She already knows what’s inside, knows exactly the charges laid out against Rio. They’re serious, and maybe even true, but it doesn’t make her feel any less protective over someone she’d only met weeks ago.

She rips the envelope open, scans quickly for the charge, and nods. The deputy moves again at her command and she quickly turns to face Rio.

He’s so close she can see the tiny little lines that frame his eyes, the skin there a little darker. His head hangs down, tired eyes boring into her own.

Her eyes fall down to his middle before she forces herself to make eye contact with him again.

“Nothing here I didn’t already know about,” she whispers, nodding down to the papers. “I’ll be back as soon as I can.”

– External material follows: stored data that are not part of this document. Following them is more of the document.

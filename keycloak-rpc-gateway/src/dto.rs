//! RPC message types, in their JSON form.
//!
//! Optional scalar fields mirror protobuf wrapper types: `None` means the
//! caller did not set the field, `Some("")` means it was set to empty.

use serde::{Deserialize, Serialize};
use std::collections::HashMap;

#[derive(Debug, Clone, Default, PartialEq, Eq, Serialize, Deserialize)]
pub struct Empty {}

#[derive(Debug, Clone, Default, PartialEq, Eq, Serialize, Deserialize)]
#[serde(default)]
pub struct StringValue {
    pub value: String,
}

impl StringValue {
    pub fn new(value: impl Into<String>) -> Self {
        Self {
            value: value.into(),
        }
    }
}

#[derive(Debug, Clone, Default, PartialEq, Eq, Serialize, Deserialize)]
#[serde(default)]
pub struct BoolValue {
    pub value: bool,
}

#[derive(Debug, Clone, Default, PartialEq, Eq, Serialize, Deserialize)]
#[serde(default)]
pub struct StringsRequest {
    pub requests: Vec<String>,
}

// Users

#[derive(Debug, Clone, Default, PartialEq, Eq, Serialize, Deserialize)]
#[serde(rename_all = "camelCase", default)]
pub struct UserRequest {
    pub username: String,
    pub enabled: bool,
    pub email_verified: bool,
    pub email: Option<String>,
    pub first_name: Option<String>,
    pub last_name: Option<String>,
    pub phone_number: Option<String>,
    pub password: String,
    pub attributes: HashMap<String, String>,
}

#[derive(Debug, Clone, Default, PartialEq, Eq, Serialize, Deserialize)]
#[serde(rename_all = "camelCase", default)]
pub struct UpdateUserRequest {
    pub pid: String,
    pub enabled: Option<bool>,
    pub email_verified: Option<bool>,
    pub email: Option<String>,
    pub first_name: Option<String>,
    pub last_name: Option<String>,
    pub phone_number: Option<String>,
    pub attributes: HashMap<String, String>,
}

#[derive(Debug, Clone, Default, PartialEq, Eq, Serialize, Deserialize)]
#[serde(rename_all = "camelCase", default)]
pub struct UserResponse {
    pub sub: String,
    pub username: String,
    pub email: String,
    pub given_name: String,
    pub family_name: String,
    pub phone_number: String,
    pub attributes: HashMap<String, String>,
    pub roles: Vec<String>,
}

#[derive(Debug, Clone, Default, PartialEq, Eq, Serialize, Deserialize)]
#[serde(default)]
pub struct UsersResponse {
    pub users: Vec<UserResponse>,
}

#[derive(Debug, Clone, Default, PartialEq, Eq, Serialize, Deserialize)]
#[serde(rename_all = "camelCase", default)]
pub struct UserGroupRequest {
    pub user_id: String,
    pub group_id: String,
}

#[derive(Debug, Clone, Default, PartialEq, Eq, Serialize, Deserialize)]
#[serde(rename_all = "camelCase", default)]
pub struct PasswordRequest {
    pub user_id: String,
    pub password: String,
    pub temporary: bool,
}

#[derive(Debug, Clone, Default, PartialEq, Eq, Serialize, Deserialize)]
#[serde(rename_all = "camelCase", default)]
pub struct AuthenticateRequest {
    pub username: String,
    pub password: String,
    pub client_id: Option<String>,
    pub client_secret: Option<String>,
}

#[derive(Debug, Clone, Default, PartialEq, Eq, Serialize, Deserialize)]
#[serde(default)]
pub struct AccessTokenResponse {
    pub access_token: String,
    pub expires_in: i64,
    pub refresh_expires_in: i64,
    pub refresh_token: String,
    pub token_type: String,
    pub id_token: String,
    pub not_before_policy: i64,
    pub session_state: String,
    pub scope: String,
}

// Groups

#[derive(Debug, Clone, Default, PartialEq, Eq, Serialize, Deserialize)]
#[serde(default)]
pub struct GroupRequest {
    pub name: Option<String>,
}

#[derive(Debug, Clone, Default, PartialEq, Eq, Serialize, Deserialize)]
#[serde(default)]
pub struct GroupResponse {
    pub id: String,
    pub name: String,
    pub path: String,
}

#[derive(Debug, Clone, Default, PartialEq, Eq, Serialize, Deserialize)]
#[serde(default)]
pub struct GroupsResponse {
    pub groups: Vec<GroupResponse>,
}

#[derive(Debug, Clone, Default, PartialEq, Eq, Serialize, Deserialize)]
#[serde(rename_all = "camelCase", default)]
pub struct RoleGroupRequest {
    pub group_id: String,
    pub role: Option<RoleRequest>,
}

// Roles

#[derive(Debug, Clone, Default, PartialEq, Eq, Serialize, Deserialize)]
#[serde(default)]
pub struct RoleRequest {
    pub id: Option<String>,
    pub name: Option<String>,
    pub description: Option<String>,
}

#[derive(Debug, Clone, Default, PartialEq, Eq, Serialize, Deserialize)]
#[serde(rename_all = "camelCase", default)]
pub struct RoleResponse {
    pub id: String,
    pub name: String,
    pub description: String,
    pub composite: bool,
    pub client_role: bool,
    pub container_id: String,
}

#[derive(Debug, Clone, Default, PartialEq, Eq, Serialize, Deserialize)]
#[serde(default)]
pub struct RolesResponse {
    pub roles: Vec<RoleResponse>,
}

#[derive(Debug, Clone, Default, PartialEq, Eq, Serialize, Deserialize)]
#[serde(rename_all = "camelCase", default)]
pub struct UserRoleRequest {
    pub user_id: String,
    pub role: Option<RoleRequest>,
}

// Clients

#[derive(Debug, Clone, Default, PartialEq, Eq, Serialize, Deserialize)]
#[serde(rename_all = "camelCase", default)]
pub struct ClientResponse {
    pub id: String,
    pub client_id: String,
    pub name: String,
    pub root_url: String,
    pub web_url: String,
    pub enabled: bool,
    pub attributes: HashMap<String, String>,
}

#[derive(Debug, Clone, Default, PartialEq, Eq, Serialize, Deserialize)]
#[serde(default)]
pub struct ClientsResponse {
    pub clients: Vec<ClientResponse>,
}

He nods once, lets the deputy grab his arm, and pulls it behind his back with no fight. He doesn’t react, just continues staring at her in silence as he’s cuffed. 

It feels like an eternity, one arm, then the other. 

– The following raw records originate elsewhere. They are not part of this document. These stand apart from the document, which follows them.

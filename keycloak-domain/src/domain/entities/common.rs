use serde::{Deserialize, Deserializer, Serialize};
use std::collections::HashMap;

/// Open, backend-defined attribute bag.
///
/// Keycloak usually sends `{"key": ["value", ...]}` but nothing stops a realm
/// from holding numbers, single strings or nested objects, so values stay
/// untyped until they are rendered for the RPC layer.
pub type AttributeMap = HashMap<String, serde_json::Value>;

/// Attribute key promoted to a dedicated field on the RPC user messages.
pub const PHONE_NUMBER_ATTRIBUTE: &str = "phoneNumber";

/// Access flags Keycloak attaches to users, groups and clients
#[derive(Debug, Clone, Default, PartialEq, Eq, Serialize, Deserialize)]
#[serde(rename_all = "camelCase", default)]
pub struct Access {
    pub manage_group_membership: bool,
    pub view: bool,
    pub map_roles: bool,
    pub impersonate: bool,
    pub manage: bool,
}

/// Treat an explicit JSON `null` the same as an absent field.
pub fn null_as_default<'de, D, T>(deserializer: D) -> Result<T, D::Error>
where
    D: Deserializer<'de>,
    T: Default + Deserialize<'de>,
{
    Ok(Option::<T>::deserialize(deserializer)?.unwrap_or_default())
}

/// Last path segment of a `Location` header, which Keycloak sets to the new
/// resource URL on 201 responses.
pub fn id_from_location(location: &str) -> Option<String> {
    location
        .trim_end_matches('/')
        .rsplit('/')
        .next()
        .filter(|segment| !segment.is_empty() && !segment.contains(':'))
        .map(str::to_string)
}
use super::common::*;
use serde::{Deserialize, Serialize};

/// Keycloak `ClientRepresentation`.
///
/// `id` is the opaque identifier Keycloak generates; `client_id` is the
/// human-chosen name applications authenticate with. Admin endpoints are
/// addressed by `id`.
#[derive(Debug, Clone, Default, PartialEq, Serialize, Deserialize)]
#[serde(rename_all = "camelCase", default)]
pub struct ClientRepresentation {
    pub id: String,
    pub client_id: String,
    pub name: Option<String>,
    pub description: Option<String>,
    pub root_url: Option<String>,
    pub base_url: Option<String>,
    pub admin_url: Option<String>,
    pub protocol: Option<String>,
    pub client_authenticator_type: Option<String>,
    pub enabled: bool,
    pub surrogate_auth_required: bool,
    pub always_display_in_console: bool,
    pub bearer_only: bool,
    pub consent_required: bool,
    pub standard_flow_enabled: bool,
    pub implicit_flow_enabled: bool,
    pub direct_access_grants_enabled: bool,
    pub service_accounts_enabled: bool,
    pub public_client: bool,
    pub frontchannel_logout: bool,
    pub full_scope_allowed: bool,
    pub not_before: Option<i64>,
    pub node_re_registration_timeout: Option<i64>,
    #[serde(deserialize_with = "null_as_default")]
    pub redirect_uris: Vec<String>,
    #[serde(deserialize_with = "null_as_default")]
    pub web_origins: Vec<String>,
    #[serde(deserialize_with = "null_as_default")]
    pub default_client_scopes: Vec<String>,
    #[serde(deserialize_with = "null_as_default")]
    pub optional_client_scopes: Vec<String>,
    #[serde(deserialize_with = "null_as_default")]
    pub attributes: AttributeMap,
    pub access: Option<Access>,
}

impl ClientRepresentation {
    /// Human identifier comparison used for single lookups. Keycloak itself
    /// treats client ids case-sensitively; this gateway does not.
    pub fn client_id_matches(&self, client_id: &str) -> bool {
        self.client_id.to_lowercase() == client_id.to_lowercase()
    }
}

It makes her chest hurt, makes her shake a little. 

“Remember, not a word,” her eyes fall to his mouth as the corner of his lip edges up into the smallest smirk and he nods. Then the deputy’s pulling him away, through a door and out of her sight. 

“Elizabeth,” Turner says and Beth lets out a soft breath of annoyance. She’d almost forgotten about him. 

“It would benefit your client to consider a deal with - “ 

Beth blinks, shakes her head, and cuts him off before he can finish offering whatever shit deal he’d cooked up with the prosecutor. 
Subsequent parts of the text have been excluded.